- Directed by: Senthamizhan
- Written by: Senthamizhan
- Produced by: R. Krishnamurthy
- Starring: Ranjith; Anand Babu; Vadivelu;
- Cinematography: I. Rajendraprasad
- Edited by: K. P. K. Ravichandar
- Music by: Soundaryan
- Production company: K. C. R. Creations
- Release date: 25 December 1998;
- Running time: 130 minutes
- Country: India
- Language: Tamil

= Cheran Chozhan Pandian =

Cheran Chozhan Pandian is a 1998 Indian Tamil language comedy film directed by Senthamizhan, who had previously directed the film Sindhu Nathi Poo (1994). The film stars Ranjith, Anand Babu and Vadivelu. It was released on 25 December 1998. Two years after release, the producers were given a ₹5 lakh subsidy by the Tamil Nadu government along with several other films.

== Plot ==

Cheran (Ranjith), Chozhan (Anand Babu) and Pandian (Vadivelu) are arrested for different crimes and they are immediately released by a kind-hearted police officer (Mansoor Ali Khan). The three men decide to turn their lives around and become good men, but they cross a corrupted politician's path named Swamy (Vasu Vikram) which gives them a reason to reconsider. The three friends fall in love with Gayathri (Mohini), Swamy's sister, who becomes their close friend.

== Cast ==
- Ranjith as Cheran
- Anand Babu as Chozhan
- Vadivelu as Pandian
- Mohini as Gayathri
- Lashmipathiraj as Krishna
- Mansoor Ali Khan
- Vasu Vikram as Swamy
- Junior Balaiah
- Oru Viral Krishna Rao as Vanagamudi
- Madhan Bob
- S. R. Veeraraghavan
- Chitti Babu
- Thavakkalai
- Alphonsa
- Shakeela

== Soundtrack ==
The soundtrack was composed by Soundaryan, with lyrics written by Alamelu Muthulingam.

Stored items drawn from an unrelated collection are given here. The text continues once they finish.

//! Winning line detection for Tic-Tac-Toe

use super::{Cell, Player};

/// Winning line indices on the 3x3 board
pub const WINNING_LINES: [[usize; 3]; 8] = [
    [0, 1, 2],
    [3, 4, 5],
    [6, 7, 8], // rows
    [0, 3, 6],
    [1, 4, 7],
    [2, 5, 8], // columns
    [0, 4, 8],
    [2, 4, 6], // diagonals
];

const DIAGONALS: [[usize; 3]; 2] = [[0, 4, 8], [2, 4, 6]];

/// Detects three-in-a-row after a move
pub struct WinDetector;

impl WinDetector {
    /// Check whether `player`, having just moved at `index`, completed a line.
    ///
    /// Only the lines passing through `index` are inspected: its row, its
    /// column and, when `index` is even, both diagonals. In the row-major
    /// layout the even indices are exactly the four corners and the centre,
    /// which are the only cells lying on a diagonal.
    ///
    /// # Panics
    ///
    /// Panics if `index` is not in `0..9`.
    pub fn wins_through(cells: &[Cell; 9], index: usize, player: Player) -> bool {
        let target = player.to_cell();
        let complete = |line: &[usize; 3]| line.iter().all(|&idx| cells[idx] == target);

        let row = (index / 3) * 3;
        if complete(&[row, row + 1, row + 2]) {
            return true;
        }

        let col = index % 3;
        if complete(&[col, col + 3, col + 6]) {
            return true;
        }

        index.is_multiple_of(2) && DIAGONALS.iter().any(complete)
    }

    /// Check if a player has three in a row anywhere on the board
    pub fn has_won(cells: &[Cell; 9], player: Player) -> bool {
        let target = player.to_cell();
        WINNING_LINES
            .iter()
            .any(|line| line.iter().all(|&idx| cells[idx] == target))
    }
}

#[cfg(test)]
mod tests {
    use super::*;

    fn cells_with(marks: &[(usize, Cell)]) -> [Cell; 9] {
        let mut cells = [Cell::Empty; 9];
        for &(idx, cell) in marks {
            cells[idx] = cell;
        }
        cells
    }

    #[test]
    fn test_top_row_detected_at_last_index() {
        let cells = cells_with(&[(0, Cell::X), (1, Cell::X), (2, Cell::X)]);

        assert!(WinDetector::wins_through(&cells, 2, Player::X));
        assert!(!WinDetector::wins_through(&cells, 1, Player::O));
    }

    #[test]
    fn test_column_detected() {
        let cells = cells_with(&[(1, Cell::O), (4, Cell::O), (7, Cell::O)]);

        assert!(WinDetector::wins_through(&cells, 7, Player::O));
        assert!(WinDetector::wins_through(&cells, 1, Player::O));
        assert!(!WinDetector::wins_through(&cells, 4, Player::X));
    }

    #[test]
    fn test_diagonals_checked_from_corners_and_centre() {
        let main = cells_with(&[(0, Cell::X), (4, Cell::X), (8, Cell::X)]);
        for idx in [0, 4, 8] {
            assert!(WinDetector::wins_through(&main, idx, Player::X));
        }

        let anti = cells_with(&[(2, Cell::O), (4, Cell::O), (6, Cell::O)]);
        for idx in [2, 4, 6] {
            assert!(WinDetector::wins_through(&anti, idx, Player::O));
        }
    }

    #[test]
    fn test_odd_index_skips_diagonals() {
        // X on the main diagonal, but checked from an edge cell that is not on it
        let cells = cells_with(&[(0, Cell::X), (4, Cell::X), (8, Cell::X), (5, Cell::X)]);

        assert!(!WinDetector::wins_through(&cells, 5, Player::X));
        assert!(WinDetector::has_won(&cells, Player::X));
    }

    #[test]
    fn test_unrelated_line_is_not_reported() {
        // Bottom row complete, checked from a top-row cell
        let cells = cells_with(&[(6, Cell::X), (7, Cell::X), (8, Cell::X), (1, Cell::X)]);

        assert!(!WinDetector::wins_through(&cells, 1, Player::X));
    }

    #[test]
    fn test_has_won_matches_every_line() {
        for line in WINNING_LINES {
            let cells = cells_with(&line.map(|idx| (idx, Cell::O)));
            assert!(WinDetector::has_won(&cells, Player::O));
            assert!(!WinDetector::has_won(&cells, Player::X));
            for idx in line {
                assert!(WinDetector::wins_through(&cells, idx, Player::O));
            }
        }
    }
}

| Song | Singer(s) | Duration |
|---|---|---|
| "Jeans Pantukulle" | Subha | 4:16 |
| "Kadalicha Ponnu" | S. N. Surendar, Arunmozhi, Shahul Hameed | 4:13 |
| "Madras Electric" | Mano, Swarnalatha | 5:12 |
| "Nam Vazhvile" | Jayachandran, K. S. Chithra | 5:12 |
| "Thirunelveli Halwa" | Sirkazhi G. Sivachidambaram, Krishnaraj, Harini | 5:12 |

== Reception ==
D. S. Ramanujam of The Hindu wrote that the director "shows a flair for working on the comedy track than on the drama, the concluding portions being cinematic". He also appreciated the background score.